Ferris debuted a new recycling program in 2018 which placed recycling containers inside each residence hall room, encouraging students to recycle. Since then, the amount of recyclable materials collected on campus has doubled. Additionally, nearly 50 water bottle refill stations have been installed throughout campus since 2016 to reduce plastic waste.
Along with the new recycling program and water bottle refill stations, Ferris’ Environmental Sustainability Task Force (EST) has made efforts to ensure Ferris and its community is dedicated to environmentally-friendly living. The EST ensures that every new building constructed on campus is certified by the Leadership in Energy and Environmental Design (LEED) program and receives an LEED Silver rating. Ferris’ University Center and the Michigan School of Optometry are some of the LEED Silver rated buildings on campus, indicating these buildings use more sustainable materials and less energy.
“The focus of the task force for this year, and perhaps in the next couple [years], will be more on impacting and influencing the campus community’s behavior in a positive way towards their individual role in sustainability,” Ferris Physical Plant Vice President Michael Hughes said.
Students are exercising some new eco-friendly practices as well. The Bulldog Sustainability Alliance (BSA) is a Ferris student organization dedicated to environmental sustainability education and actions both on and off campus.
“I really like how Ferris is focusing on building new buildings and getting rid of the old things. They’ve been doing really well in that aspect, renovating old buildings and building new buildings in a sustainable manner,” Ferris environmental biology senior and BSA President Amber Hubbard said. “Now that we have campus-wide recycling, I think it’s nice that everyone now has access to recycling rather than it just being dumpsters around campus. It’s more of an incentive to recycle.”
However, Hubbard believes there are several areas where Ferris and its community can improve their eco-friendly tactics.
“I think education on recycling is important,” Hubbard said, “I’ve run across kids throwing away things that can be recycled, I’ve run across them recycling things that aren’t recyclable at all and it’s a big issue honestly. If people don’t recycle properly, that’s just more trash.”
“There’s a lot of things that people don’t know that they can easily do,” Ferris psychology senior and BSA member Dani Jandura said. “They’re taking baby steps to get people there, but I think they have to backtrack to get people there and first educate people about things that are going wrong.”
Other Michigan universities have established sustainability practices on their campuses as well.
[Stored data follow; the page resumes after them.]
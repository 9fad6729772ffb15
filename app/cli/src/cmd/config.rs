//! Config inspection commands.

use crate::cmd::ConfigCommand;
use anyhow::Result;
use client::ClientConfig;
use std::path::Path;

/// Dispatch config subcommands.
pub fn run(action: &ConfigCommand, path: &Path, config: &ClientConfig) -> Result<()> {
    match action {
        ConfigCommand::Show => show(path, config),
    }
}

fn show(path: &Path, config: &ClientConfig) -> Result<()> {
    println!("# {}", path.display());
    print!("{}", render(config)?);
    Ok(())
}

/// Render the effective config as TOML with the token masked.
pub fn render(config: &ClientConfig) -> Result<String> {
    let mut shown = config.clone();
    if shown.token().is_some() {
        shown.auth_token = Some("********".into());
    }
    Ok(toml::to_string_pretty(&shown)?)
}
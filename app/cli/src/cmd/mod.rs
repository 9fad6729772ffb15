//! CLI argument parsing and subcommand dispatch.

use crate::config::resolve_config;
use anyhow::Result;
use clap::{Parser, Subcommand};
use compact_str::CompactString;
use std::path::PathBuf;

pub mod chat;
pub mod config;
pub mod send;

/// Netops assistant chat client.
#[derive(Parser, Debug)]
#[command(name = "netops", about = "Chat with the netops assistant")]
pub struct Cli {
    /// Subcommand to execute.
    #[command(subcommand)]
    pub command: Command,

    /// Config file path, overriding the workspace and global configs.
    #[arg(long, global = true)]
    pub config: Option<PathBuf>,

    /// Assistant WebSocket URL override.
    #[arg(long, global = true)]
    pub url: Option<CompactString>,

    /// Bearer token override.
    #[arg(long, global = true, env = "NETOPS_TOKEN", hide_env_values = true)]
    pub token: Option<CompactString>,
}

/// Top-level subcommands.
#[derive(Subcommand, Debug)]
pub enum Command {
    /// Start an interactive chat REPL.
    Chat,
    /// Send a one-shot query and print the reply.
    Send {
        /// Query text.
        content: String,
    },
    /// Inspect CLI configuration.
    Config {
        /// Config subcommand.
        #[command(subcommand)]
        action: ConfigCommand,
    },
}

/// Config subcommands.
#[derive(Subcommand, Debug)]
pub enum ConfigCommand {
    /// Show the effective configuration.
    Show,
}

impl Cli {
    /// Resolve configuration and run the selected command.
    pub async fn run(self) -> Result<()> {
        let (path, mut config) = resolve_config(self.config.as_deref())?;
        if let Some(url) = self.url {
            config.url = url;
        }
        if let Some(token) = self.token {
            config.auth_token = Some(token);
        }

        match self.command {
            Command::Chat => chat::Chat.run(config).await,
            Command::Send { content } => send::Send { content }.run(config).await,
            Command::Config { action } => config::run(&action, &path, &config),
        }
    }
}
//! Netops chat client: owns one WebSocket connection to the assistant
//! backend, assembles its fragmented replies into messages and derives the
//! automation status shown to the operator.

pub use config::ClientConfig;
pub use message::{Message, MessageId, MessageList};
pub use session::{
    ChatSession, ConnectionState, Notice, NoticeLevel, SessionCore, SessionError, SessionView,
};
pub use status::{AutomationStatus, AutomationTracker};
pub use transport::{Signal, Transport, TransportError};

use compact_str::CompactString;

pub mod assembler;
pub mod config;
pub mod history;
pub mod message;
pub mod session;
pub mod status;
pub mod transport;

/// Chat client builder.
///
/// Holds configuration. Call [`ChatClient::open`] to connect and start a
/// [`ChatSession`].
#[derive(Debug, Clone, Default)]
pub struct ChatClient {
    config: ClientConfig,
}

impl ChatClient {
    /// Create a new client with the given configuration.
    pub fn new(config: ClientConfig) -> Self {
        Self { config }
    }

    /// Access the client configuration.
    pub fn config(&self) -> &ClientConfig {
        &self.config
    }

    /// Set the assistant WebSocket URL.
    pub fn url(mut self, url: impl Into<CompactString>) -> Self {
        self.config.url = url.into();
        self
    }

    /// Set the bearer token.
    pub fn auth_token(mut self, token: impl Into<CompactString>) -> Self {
        self.config.auth_token = Some(token.into());
        self
    }

    /// Set the stall timeout in seconds. `0` disables it.
    pub fn stall_timeout_secs(mut self, secs: u64) -> Self {
        self.config.stall_timeout_secs = secs;
        self
    }

    /// Set how many recent messages are replayed per query.
    pub fn history_limit(mut self, limit: usize) -> Self {
        self.config.history_limit = limit;
        self
    }

    /// Connect and start a session. Must be called inside a tokio runtime.
    pub fn open(&self) -> ChatSession {
        ChatSession::open(&self.config)
    }
}
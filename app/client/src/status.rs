//! Automation status derived from the event stream.

use compact_str::CompactString;
use protocol::ServerEvent;

/// Keywords in `start` content that mark a turn as automation.
pub const DEFAULT_AUTOMATION_KEYWORDS: [&str; 2] = ["tool", "investigate"];

/// Whether the backend is merely chatting or also running tools.
#[derive(Debug, Clone, Copy, Default, PartialEq, Eq)]
pub enum AutomationStatus {
    /// No automation in progress. The indicator is hidden.
    #[default]
    Idle,
    /// The backend is planning tool calls.
    Analyzing,
    /// The backend is running tools.
    Executing,
    /// The automation turn finished.
    Completed,
    /// The automation turn failed or was interrupted.
    Failed,
}

impl AutomationStatus {
    /// Analyzing or executing.
    pub fn is_active(self) -> bool {
        matches!(self, Self::Analyzing | Self::Executing)
    }

    /// Everything but idle is shown to the operator.
    pub fn is_visible(self) -> bool {
        self != Self::Idle
    }
}

/// Tracks [`AutomationStatus`] plus the current step and tool.
#[derive(Debug, Clone)]
pub struct AutomationTracker {
    status: AutomationStatus,
    step: String,
    tool: Option<CompactString>,
    keywords: Vec<CompactString>,
}

impl Default for AutomationTracker {
    fn default() -> Self {
        Self::new(DEFAULT_AUTOMATION_KEYWORDS.iter().map(|k| (*k).into()).collect())
    }
}

impl AutomationTracker {
    /// Create an idle tracker that treats `keywords` as tool-like.
    pub fn new(keywords: Vec<CompactString>) -> Self {
        Self {
            status: AutomationStatus::Idle,
            step: String::new(),
            tool: None,
            keywords,
        }
    }

    /// Whether `start` content suggests the backend will run tools.
    pub fn suggests_automation(&self, content: Option<&str>) -> bool {
        content.is_some_and(|c| self.keywords.iter().any(|k| c.contains(k.as_str())))
    }

    /// Advance on one decoded event.
    pub fn observe(&mut self, event: &ServerEvent, automation: bool) {
        match event {
            ServerEvent::Start { .. } if automation => {
                self.enter(AutomationStatus::Analyzing, "Analyzing your request...");
                self.tool = None;
            }
            ServerEvent::Start { .. } => self.reset(),
            ServerEvent::ToolResult(result) => {
                self.enter(
                    AutomationStatus::Executing,
                    format!("Executing {}...", result.tool),
                );
                self.tool = Some(result.tool.clone());
            }
            ServerEvent::FinalResponse { .. } => {
                self.enter(AutomationStatus::Completed, "Analysis complete")
            }
            ServerEvent::Error { .. } => self.fail(),
            ServerEvent::Chunk { .. } | ServerEvent::Legacy { .. } | ServerEvent::End => {}
        }
    }

    /// Move to failed if automation was in progress.
    pub fn fail(&mut self) {
        if self.status.is_active() {
            self.enter(AutomationStatus::Failed, "Automation failed");
        }
    }

    /// Return to idle.
    pub fn reset(&mut self) {
        self.status = AutomationStatus::Idle;
        self.step.clear();
        self.tool = None;
    }

    /// Current status.
    pub fn status(&self) -> AutomationStatus {
        self.status
    }

    /// Current step description, only while analyzing or executing.
    pub fn step(&self) -> Option<&str> {
        self.status.is_active().then_some(self.step.as_str())
    }

    /// Current tool name, only while analyzing or executing.
    pub fn tool(&self) -> Option<&str> {
        self.tool.as_deref().filter(|_| self.status.is_active())
    }

    fn enter(&mut self, status: AutomationStatus, step: impl Into<String>) {
        self.status = status;
        self.step = step.into();
    }
}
The Office of Sustainability Practices at Grand Valley State University educates its students and staff on methods of waste reduction and energy conservation. In addition to sustainability-related education programs and scholarships, the Office of Sustainability Practices hosts events such as the Farmers Market and operates Green-Ride, a university carpooling program.
In 2008, Central Michigan University established their Campus Sustainability Advisory Committee. According to an article published by CMU News in January 2017, the initiatives started by the committee have saved the university “nearly 11 million dollars.”
Although Ferris is working to improve sustainability on campus, students can make some small changes to their routine to help the environment.
“In my house, my roommates and I recycle pretty much anything we can,” Jandura said. “I try my best to use reusable cups when I go to Starbucks, I always bring my own cup. I don’t use single-use plastics at home, I use things like Tupperware instead of stuff like single use baggies.”